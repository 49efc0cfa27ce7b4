// Copyright (c) 2023 Mike Tsao. All rights reserved.

use crate::target::MessageTarget;
use btreemultimap::BTreeMultiMap;
use std::sync::{Arc, Mutex};
use tactus_core::{
    midi::{new_note_off, new_note_on, MidiChannel, MidiMessage},
    time::{Tick, END_OF_TRACK},
    traits::{EventSource, EventTrack, SynchronousControl},
    ParameterType,
};

/// One scheduled occurrence in a sequence: either a channel message to
/// transport downstream, or a tempo change, which never goes downstream and
/// instead becomes a call on the engine's tempo back-channel.
#[derive(Clone, Copy, Debug, PartialEq)]
pub enum SequenceEvent {
    Midi {
        channel: MidiChannel,
        message: MidiMessage,
    },
    Tempo(ParameterType),
}

/// [EventSequence] is how callers program a track: insert events keyed by
/// tick, in any order, then hand the finished sequence to
/// [SequenceSource::add_sequence()]. The multimap keeps simultaneous events
/// in insertion order.
#[derive(Debug, Default)]
pub struct EventSequence {
    events: BTreeMultiMap<Tick, SequenceEvent>,
}
impl EventSequence {
    pub fn new() -> Self {
        Self::default()
    }

    pub fn insert(&mut self, when: Tick, channel: MidiChannel, message: MidiMessage) {
        self.events.insert(when, SequenceEvent::Midi { channel, message });
    }

    pub fn insert_tempo(&mut self, when: Tick, bpm: ParameterType) {
        self.events.insert(when, SequenceEvent::Tempo(bpm));
    }

    /// Convenience for the common case: a note-on at `when` and its
    /// balancing note-off `duration` ticks later.
    pub fn note(&mut self, when: Tick, duration: Tick, channel: MidiChannel, key: u8, velocity: u8) {
        self.insert(when, channel, new_note_on(key, velocity));
        self.insert(when + duration, channel, new_note_off(key, 0));
    }

    pub fn len(&self) -> usize {
        self.events.iter().count()
    }

    pub fn is_empty(&self) -> bool {
        self.events.is_empty()
    }

    fn into_ordered(self) -> Vec<(Tick, SequenceEvent)> {
        self.events.iter().map(|(when, event)| (*when, *event)).collect()
    }
}

/// A [SequenceTrack] is the playback cursor over one [EventSequence]. The
/// cursor is the count of events already played rather than a peeked
/// next-event reference, so events inserted behind it surface on the next
/// pump instead of being skipped.
#[derive(Debug)]
pub struct SequenceTrack {
    name: String,
    events: Vec<(Tick, SequenceEvent)>,
    played: usize,
    target: Arc<Mutex<MessageTarget>>,
}
impl SequenceTrack {
    fn new(
        name: impl Into<String>,
        sequence: EventSequence,
        target: Arc<Mutex<MessageTarget>>,
    ) -> Self {
        Self {
            name: name.into(),
            events: sequence.into_ordered(),
            played: 0,
            target,
        }
    }

    fn rewind(&mut self) {
        self.played = 0;
    }
}
impl EventTrack for SequenceTrack {
    fn name(&self) -> &str {
        &self.name
    }

    fn next_tick(&self) -> Tick {
        self.events
            .get(self.played)
            .map_or(END_OF_TRACK, |(when, _)| *when)
    }

    fn play_next(&mut self, control: &dyn SynchronousControl) {
        let Some((_, event)) = self.events.get(self.played) else {
            return;
        };
        let event = *event;
        self.played += 1;
        match event {
            SequenceEvent::Midi { channel, message } => {
                if let Ok(mut target) = self.target.lock() {
                    target.transport(channel, message, 0);
                }
            }
            SequenceEvent::Tempo(bpm) => control.set_bpm(bpm),
        }
    }

    fn off(&mut self, stop: bool) {
        if let Ok(mut target) = self.target.lock() {
            target.notes_off(stop);
        }
    }
}

/// [SequenceSource] composes [SequenceTrack]s into an [EventSource] the
/// engine can drive. It owns the tempo back-channel handle the engine gives
/// it, and supports a one-shot reposition offset that the engine picks up at
/// its next sync.
#[derive(Debug)]
pub struct SequenceSource {
    name: String,
    resolution: u32,
    tracks: Vec<SequenceTrack>,
    control: Option<Arc<dyn SynchronousControl>>,
    pending_offset: Tick,
}
impl SequenceSource {
    pub fn new(name: impl Into<String>, resolution: u32) -> Self {
        Self {
            name: name.into(),
            resolution,
            tracks: Vec::default(),
            control: None,
            pending_offset: 0,
        }
    }

    pub fn add_sequence(
        &mut self,
        name: impl Into<String>,
        sequence: EventSequence,
        target: Arc<Mutex<MessageTarget>>,
    ) {
        self.tracks.push(SequenceTrack::new(name, sequence, target));
    }

    /// Requests a one-shot reposition. The engine applies the offset to its
    /// tick position during its next sync call.
    pub fn request_offset(&mut self, offset: Tick) {
        self.pending_offset = offset;
    }
}
impl EventSource for SequenceSource {
    fn name(&self) -> &str {
        &self.name
    }

    fn resolution(&self) -> u32 {
        self.resolution
    }

    fn tracks(&self) -> Vec<&dyn EventTrack> {
        self.tracks.iter().map(|t| t as &dyn EventTrack).collect()
    }

    fn control(&mut self, control: Arc<dyn SynchronousControl>) {
        self.control = Some(control);
    }

    fn sync(&mut self, _current_tick: Tick) -> Tick {
        std::mem::take(&mut self.pending_offset)
    }

    fn play_to_tick(&mut self, target_tick: Tick) {
        let Some(control) = self.control.as_ref().map(Arc::clone) else {
            return;
        };
        for track in &mut self.tracks {
            while track.next_tick() <= target_tick {
                track.play_next(control.as_ref());
            }
        }
    }

    fn return_to_zero(&mut self) {
        for track in &mut self.tracks {
            track.rewind();
        }
    }

    fn stopped(&mut self) {
        for track in &mut self.tracks {
            track.off(true);
        }
    }
}

#[cfg(test)]
mod tests {
    use super::*;
    use crate::tests::{new_shared_target, parse_channel_messages, FakeControl, RecordingSink};

    fn sequence_with_notes(ticks: &[Tick]) -> EventSequence {
        let mut sequence = EventSequence::new();
        for when in ticks {
            sequence.insert(*when, MidiChannel(0), new_note_on(60, 100));
        }
        sequence
    }

    #[test]
    fn sequence_orders_unordered_inserts() {
        let mut sequence = EventSequence::new();
        sequence.insert(960, MidiChannel(0), new_note_on(64, 100));
        sequence.insert(0, MidiChannel(0), new_note_on(60, 100));
        sequence.insert(480, MidiChannel(0), new_note_on(62, 100));
        let ordered = sequence.into_ordered();
        let ticks: Vec<Tick> = ordered.iter().map(|(when, _)| *when).collect();
        assert_eq!(ticks, vec![0, 480, 960]);
    }

    #[test]
    fn sequence_note_adds_balancing_off() {
        let mut sequence = EventSequence::new();
        sequence.note(0, 480, MidiChannel(3), 60, 100);
        assert_eq!(sequence.len(), 2);
        let ordered = sequence.into_ordered();
        assert_eq!(ordered[0].0, 0);
        assert_eq!(ordered[1].0, 480);
        assert_eq!(
            ordered[1].1,
            SequenceEvent::Midi {
                channel: MidiChannel(3),
                message: new_note_off(60, 0)
            }
        );
    }

    #[test]
    fn track_cursor_peeks_and_advances() {
        let (target, _events) = new_shared_target();
        let control = FakeControl::default();
        let mut track = SequenceTrack::new("lead", sequence_with_notes(&[0, 480, 960]), target);

        assert_eq!(track.next_tick(), 0);
        track.play_next(&control);
        assert_eq!(track.next_tick(), 480);
        track.play_next(&control);
        track.play_next(&control);
        assert_eq!(track.next_tick(), END_OF_TRACK);

        // playing past the end is harmless
        track.play_next(&control);
        assert_eq!(track.next_tick(), END_OF_TRACK);

        track.rewind();
        assert_eq!(track.next_tick(), 0);
    }

    #[test]
    fn track_routes_tempo_to_back_channel_not_downstream() {
        let (target, events) = new_shared_target();
        let control = FakeControl::default();
        let mut sequence = EventSequence::new();
        sequence.insert_tempo(0, 60.0);
        let mut track = SequenceTrack::new("tempo", sequence, target);

        track.play_next(&control);
        assert_eq!(control.last_bpm(), Some(60.0));
        assert!(events.lock().unwrap().is_empty());
    }

    #[test]
    fn source_plays_all_tracks_to_tick() {
        let sink = RecordingSink::default();
        let events = sink.events();
        let target = Arc::new(Mutex::new(MessageTarget::new(Box::new(sink))));
        let mut source = SequenceSource::new("song", 480);
        source.add_sequence("a", sequence_with_notes(&[0, 480]), Arc::clone(&target));
        source.add_sequence("b", sequence_with_notes(&[240, 960]), Arc::clone(&target));
        source.control(Arc::new(FakeControl::default()));

        source.play_to_tick(480);
        assert_eq!(parse_channel_messages(&events.lock().unwrap()).len(), 3);

        source.play_to_tick(960);
        assert_eq!(parse_channel_messages(&events.lock().unwrap()).len(), 4);

        source.return_to_zero();
        assert_eq!(source.tracks()[0].next_tick(), 0);
        assert_eq!(source.tracks()[1].next_tick(), 240);
    }

    #[test]
    fn source_sync_offset_is_one_shot() {
        let mut source = SequenceSource::new("song", 480);
        assert_eq!(source.sync(0), 0);
        source.request_offset(-480);
        assert_eq!(source.sync(960), -480);
        assert_eq!(source.sync(480), 0);
    }
}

------------------------------------

__What this task involves__:
Could you please copy the lines above exactly, beginning at the first and ending at the line that contains "pub enum SequenceEvent"?

__Answer section__:
repository 49efc0cfa27ce7b4
// Copyright (c) 2023 Mike Tsao. All rights reserved.

use crate::target::MessageTarget;
use btreemultimap::BTreeMultiMap;
use std::sync::{Arc, Mutex};
use tactus_core::{
    midi::{new_note_off, new_note_on, MidiChannel, MidiMessage},
    time::{Tick, END_OF_TRACK},
    traits::{EventSource, EventTrack, SynchronousControl},
    ParameterType,
};

/// One scheduled occurrence in a sequence: either a channel message to
/// transport downstream, or a tempo change, which never goes downstream and
/// instead becomes a call on the engine's tempo back-channel.
#[derive(Clone, Copy, Debug, PartialEq)]
pub enum SequenceEvent {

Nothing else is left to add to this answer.